Cette semaine, le journal est en deux parties: suivez les aventures de Niels et Margot sur base, et dans une deuxième partie les retrouvailles des autres membres de l'expédition avec les bénévoles de l'association !


Sur base scientifique (Niels et Margot)


Lundi 7 février


La semaine commence par une savoureuse surprise au petit déjeuner concoctée par Yan, notre voisin de bureau : de délicieuses petites galettes à base de pommes de terre, d’oignons et d’œufs appelées дepyнu (à prononcer « dèrouni »). Une spécialité particulièrement populaire en Ukraine et en Biélorussie. Yan est le « night duty » de la semaine, c’est-à-dire qu’il doit rester éveillé de minuit à 8h du matin et effectuer une ronde toutes les heures pour contrôler les principales installations techniques de la base. Il doit également nettoyer les sanitaires et les couloirs durant la nuit. Le reste de la journée, il est déchargé de toute tâche (mis à part ses protocoles scientifiques) et peut ainsi se reposer.

Cette semaine, le passage d’une rivière atmosphérique est annoncé sur la péninsule antarctique. Niels va donc avoir des journées particulièrement chargées car il va devoir collecter les précipitations toutes les heures durant toute la durée du phénomène, de jour comme de nuit. Pour lui prêter main forte, Margot va le remplacer pendant plusieurs jours afin d’effectuer ses prélèvements de neige quotidiens au sommet de l’île.

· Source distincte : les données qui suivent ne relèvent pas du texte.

//! Shared fakes for the orchestrator integration tests

#![allow(dead_code)]

use std::collections::VecDeque;
use std::net::{IpAddr, Ipv4Addr};
use std::sync::Mutex;
use std::time::Duration;

use async_trait::async_trait;
use uuid::Uuid;

use drova_core::config::{DrovaConfig, PollConfig, ProvisionConfig};
use drova_core::error::{DirectoryError, RemoteError};
use drova_core::traits::{CommandOutput, RemoteShell, SessionDirectory};
use drova_core::types::{
    AuthToken, ProductInfo, ServerIdentity, SessionRecord, SessionStatus, DESKTOP_PRODUCT_ID,
};

pub fn desktop_session(status: SessionStatus) -> SessionRecord {
    serde_json::from_value(serde_json::json!({
        "uuid": Uuid::new_v4(),
        "product_id": DESKTOP_PRODUCT_ID,
        "client_id": Uuid::new_v4(),
        "created_on": "2024-03-01T18:00:00Z",
        "status": status,
        "creator_ip": IpAddr::V4(Ipv4Addr::new(203, 0, 113, 7)),
    }))
    .unwrap()
}

/// Config with short delays, pointing at nothing in particular
pub fn fast_config() -> DrovaConfig {
    let mut config = DrovaConfig::default();
    config.remote.host = "127.0.0.1".into();
    config.remote.username = "gamer".into();
    config.remote.password = Some("pw".into());
    config.shadow_defender.password = "sd".into();
    config.shadow_defender.drives = "C".into();
    config.poll = PollConfig {
        interval: Duration::from_millis(20),
        token_ttl: Duration::from_secs(60),
    };
    config.provision = ProvisionConfig {
        freeze_settle: Duration::from_millis(5),
        kill_settle: Duration::from_millis(1),
        policy_settle: Duration::from_millis(5),
        revert_delay: Duration::from_millis(5),
    };
    config
}

/// Remote shell that records commands and answers the credential query
#[derive(Default)]
pub struct RecordingShell {
    commands: Mutex<Vec<String>>,
    closed: Mutex<usize>,
}

impl RecordingShell {
    pub fn commands(&self) -> Vec<String> {
        self.commands.lock().unwrap().clone()
    }

    pub fn position(&self, pattern: &str) -> Option<usize> {
        self.commands().iter().position(|c| c.contains(pattern))
    }

    pub fn closed(&self) -> usize {
        *self.closed.lock().unwrap()
    }
}

#[async_trait]
impl RemoteShell for RecordingShell {
    async fn run(&self, command: &str) -> Result<CommandOutput, RemoteError> {
        self.commands.lock().unwrap().push(command.to_string());
        if command.starts_with("reg query") {
            return Ok(CommandOutput::ok(
                "HKEY_LOCAL_MACHINE\\SOFTWARE\\ITKey\\Esme\\servers\\S1\r\n    auth_token    REG_SZ    T1\r\n",
            ));
        }
        Ok(CommandOutput::ok(Vec::new()))
    }

    async fn read_file(&self, path: &str) -> Result<Vec<u8>, RemoteError> {
        Err(RemoteError::File {
            path: path.to_string(),
            message: "no such file".into(),
        })
    }

    async fn write_file(&self, _path: &str, _contents: &[u8]) -> Result<(), RemoteError> {
        Ok(())
    }

    async fn exists(&self, _path: &str) -> Result<bool, RemoteError> {
        Ok(false)
    }

    async fn remove_file(&self, _path: &str) -> Result<(), RemoteError> {
        Ok(())
    }

    async fn close(&self) {
        *self.closed.lock().unwrap() += 1;
    }
}

type Answer = Result<Option<SessionRecord>, DirectoryError>;

/// Directory replaying a script of latest sessions; the last answer repeats
pub struct ScriptedDirectory {
    latest: Mutex<VecDeque<Answer>>,
}

impl ScriptedDirectory {
    pub fn new(script: Vec<Option<SessionRecord>>) -> Self {
        Self::with_answers(script.into_iter().map(Ok).collect())
    }

    pub fn with_answers(script: Vec<Answer>) -> Self {
        Self {
            latest: Mutex::new(script.into()),
        }
    }

    /// Replace whatever is left of the script with a single repeating answer
    pub fn set_latest(&self, session: Option<SessionRecord>) {
        let mut latest = self.latest.lock().unwrap();
        latest.clear();
        latest.push_back(Ok(session));
    }
}

#[async_trait]
impl SessionDirectory for ScriptedDirectory {
    async fn latest_session(
        &self,
        _server: &ServerIdentity,
        token: &AuthToken,
    ) -> Result<Option<SessionRecord>, DirectoryError> {
        assert_eq!(token.expose(), "T1");
        let mut latest = self.latest.lock().unwrap();
        if latest.len() > 1 {
            latest.pop_front().unwrap_or(Ok(None))
        } else {
            match latest.front() {
                Some(Ok(record)) => Ok(record.clone()),
                Some(Err(_)) => latest.pop_front().unwrap_or(Ok(None)),
                None => Ok(None),
            }
        }
    }

    async fn new_session(
        &self,
        _server: &ServerIdentity,
        _token: &AuthToken,
    ) -> Result<Option<SessionRecord>, DirectoryError> {
        Ok(None)
    }

    async fn product_info(
        &self,
        product_id: Uuid,
        _token: &AuthToken,
    ) -> Result<ProductInfo, DirectoryError> {
        Err(DirectoryError::NotFound(product_id.to_string()))
    }
}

Andrii, le médecin de la base, a prêté à Margot un livre écrit par un ancien hivernant britannique à l’époque où la base Vernadsky s’appelait encore Faraday et était gérée par le Royaume-Uni. Len Airey a passé plus de deux ans sur place entre 1981 et 1982. Dans son témoignage On Antarctica, il raconte la rudesse des hivernages, les accidents tragiques qui peuvent survenir à tout instant sur le continent blanc coupé du reste du monde durant de longs mois, mais aussi la beauté somptueuse des paysages ou encore la guerre des Malouines, vécue à travers les communications radio entre les bases polaires britanniques et argentines. Un récit passionnant qui permet de découvrir quel était le quotidien sur la base 40 ans auparavant.

Mardi 8 février


La rivière atmosphérique a débuté et Niels enchaîne les prélèvements du matin au soir. Ce phénomène se caractérise par un épisode de précipitations (pluie et/ou neige) particulièrement intense ainsi que par un apport de chaleur qui entraîne une hausse des températures. Ce jour-là, Vernadsky enregistre un record absolu : 12,7°C à 23 :41 (UTC) ! C’est la plus haute enregistrée depuis que la température est mesurée sur la base, soit depuis les années 1940. D’autres records de température ont été enregistrés le même jour sur d’autres bases de la péninsule. Le dialogue des scientifiques entre les bases leur a permis de partager de nombreuses informations en temps réel sur la rivière atmosphérique, et d’envisager des analyses conjointes.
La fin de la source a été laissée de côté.